*** GIVEN RECORDS Section Begins ***

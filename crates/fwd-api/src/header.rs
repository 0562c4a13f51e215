// This Source Code Form is subject to the terms of the Mozilla Public
// License, v. 2.0. If a copy of the MPL was not distributed with this
// file, You can obtain one at https://mozilla.org/MPL/2.0/.

// Copyright 2025 Oxide Computer Company

use alloc::string::String;
use core::fmt;
use core::fmt::Display;
use core::str::FromStr;
use serde::Deserialize;
use serde::Serialize;

/// The layer bucket a header lives in.
///
/// The declaration order is the on-wire order: every frame holds its
/// groups in the order `Packet < L2 < L3 < L4 < Payload`.
#[derive(
    Clone,
    Copy,
    Debug,
    Deserialize,
    Eq,
    Hash,
    Ord,
    PartialEq,
    PartialOrd,
    Serialize,
)]
pub enum HeaderGroup {
    /// Synthetic per-packet metadata, never on the wire.
    Packet = 0,
    L2 = 1,
    L3 = 2,
    L4 = 3,
    Payload = 4,
}

impl HeaderGroup {
    pub const COUNT: usize = 5;

    /// All groups in on-wire order.
    pub const ALL: [HeaderGroup; Self::COUNT] =
        [Self::Packet, Self::L2, Self::L3, Self::L4, Self::Payload];

    #[inline]
    pub const fn index(self) -> usize {
        self as usize
    }

    /// The group immediately outside this one.
    pub const fn outer(self) -> Option<Self> {
        match self {
            Self::Packet => None,
            Self::L2 => Some(Self::Packet),
            Self::L3 => Some(Self::L2),
            Self::L4 => Some(Self::L3),
            Self::Payload => Some(Self::L4),
        }
    }

    /// The group immediately inside this one.
    pub const fn inner(self) -> Option<Self> {
        match self {
            Self::Packet => Some(Self::L2),
            Self::L2 => Some(Self::L3),
            Self::L3 => Some(Self::L4),
            Self::L4 => Some(Self::Payload),
            Self::Payload => None,
        }
    }
}

impl Display for HeaderGroup {
    fn fmt(&self, f: &mut fmt::Formatter) -> fmt::Result {
        let s = match self {
            Self::Packet => "PACKET",
            Self::L2 => "L2",
            Self::L3 => "L3",
            Self::L4 => "L4",
            Self::Payload => "PAYLOAD",
        };
        write!(f, "{s}")
    }
}

/// A kind of header the engine knows how to parse, and possibly
/// synthesize.
#[derive(
    Clone,
    Copy,
    Debug,
    Deserialize,
    Eq,
    Hash,
    Ord,
    PartialEq,
    PartialOrd,
    Serialize,
)]
pub enum HeaderKind {
    /// Terminates parsing.
    None,
    /// Remaining bytes are payload with no further structure.
    Opaque,
    Metadata,
    Eth,
    /// Ethernet with a single 802.1Q tag.
    EthVlan,
    /// Ethernet with stacked 802.1ad/802.1Q tags.
    Eth1Q,
    Ip4,
    Ip6,
    Gre,
    /// IPv6 in IPv4 where the IPv6 destination is a 6to4 address
    /// embedding the outer IPv4 destination.
    SixToFourAuto,
    /// As [`Self::SixToFourAuto`], additionally requiring the IPv6
    /// source to embed the outer IPv4 source.
    SixToFourSecure,
    Arp,
    Mpls,
    Tcp,
    Udp,
    Icmp4,
    Icmp6,
}

impl HeaderKind {
    pub const COUNT: usize = 17;

    #[inline]
    pub const fn index(self) -> usize {
        self as usize
    }

    /// The group a header of this kind is placed in. `None` has no
    /// group.
    pub const fn group(self) -> Option<HeaderGroup> {
        use HeaderGroup::*;

        match self {
            Self::None => None,
            Self::Opaque => Some(Payload),
            Self::Metadata => Some(Packet),
            Self::Eth | Self::EthVlan | Self::Eth1Q => Some(L2),
            Self::Ip4
            | Self::Ip6
            | Self::Gre
            | Self::SixToFourAuto
            | Self::SixToFourSecure
            | Self::Arp
            | Self::Mpls => Some(L3),
            Self::Tcp | Self::Udp | Self::Icmp4 | Self::Icmp6 => Some(L4),
        }
    }

    pub const fn is_ip(self) -> bool {
        matches!(self, Self::Ip4 | Self::Ip6)
    }
}

impl Display for HeaderKind {
    fn fmt(&self, f: &mut fmt::Formatter) -> fmt::Result {
        let s = match self {
            Self::None => "NONE",
            Self::Opaque => "OPAQUE",
            Self::Metadata => "METADATA",
            Self::Eth => "ETH",
            Self::EthVlan => "ETH_VLAN",
            Self::Eth1Q => "ETH_1Q",
            Self::Ip4 => "IP4",
            Self::Ip6 => "IP6",
            Self::Gre => "GRE",
            Self::SixToFourAuto => "6TO4_AUTO",
            Self::SixToFourSecure => "6TO4_SECURE",
            Self::Arp => "ARP",
            Self::Mpls => "MPLS",
            Self::Tcp => "TCP",
            Self::Udp => "UDP",
            Self::Icmp4 => "ICMP4",
            Self::Icmp6 => "ICMP6",
        };
        write!(f, "{s}")
    }
}

impl FromStr for HeaderKind {
    type Err = String;

    fn from_str(s: &str) -> Result<Self, Self::Err> {
        match s.to_ascii_uppercase().as_str() {
            "NONE" => Ok(Self::None),
            "OPAQUE" => Ok(Self::Opaque),
            "METADATA" => Ok(Self::Metadata),
            "ETH" => Ok(Self::Eth),
            "ETH_VLAN" => Ok(Self::EthVlan),
            "ETH_1Q" => Ok(Self::Eth1Q),
            "IP4" => Ok(Self::Ip4),
            "IP6" => Ok(Self::Ip6),
            "GRE" => Ok(Self::Gre),
            "6TO4_AUTO" => Ok(Self::SixToFourAuto),
            "6TO4_SECURE" => Ok(Self::SixToFourSecure),
            "ARP" => Ok(Self::Arp),
            "MPLS" => Ok(Self::Mpls),
            "TCP" => Ok(Self::Tcp),
            "UDP" => Ok(Self::Udp),
            "ICMP4" => Ok(Self::Icmp4),
            "ICMP6" => Ok(Self::Icmp6),
            _ => Err(format!("unknown header kind: {s}")),
        }
    }
}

*** GIVEN RECORDS Section Ends ***

▸ THE TASK: Scan the data for the string "groups" and copy each line in which it occurs.

▸ REPLY TO THE TASK:
/// groups in the order `Packet < L2 < L3 < L4 < Payload`.
    /// All groups in on-wire order.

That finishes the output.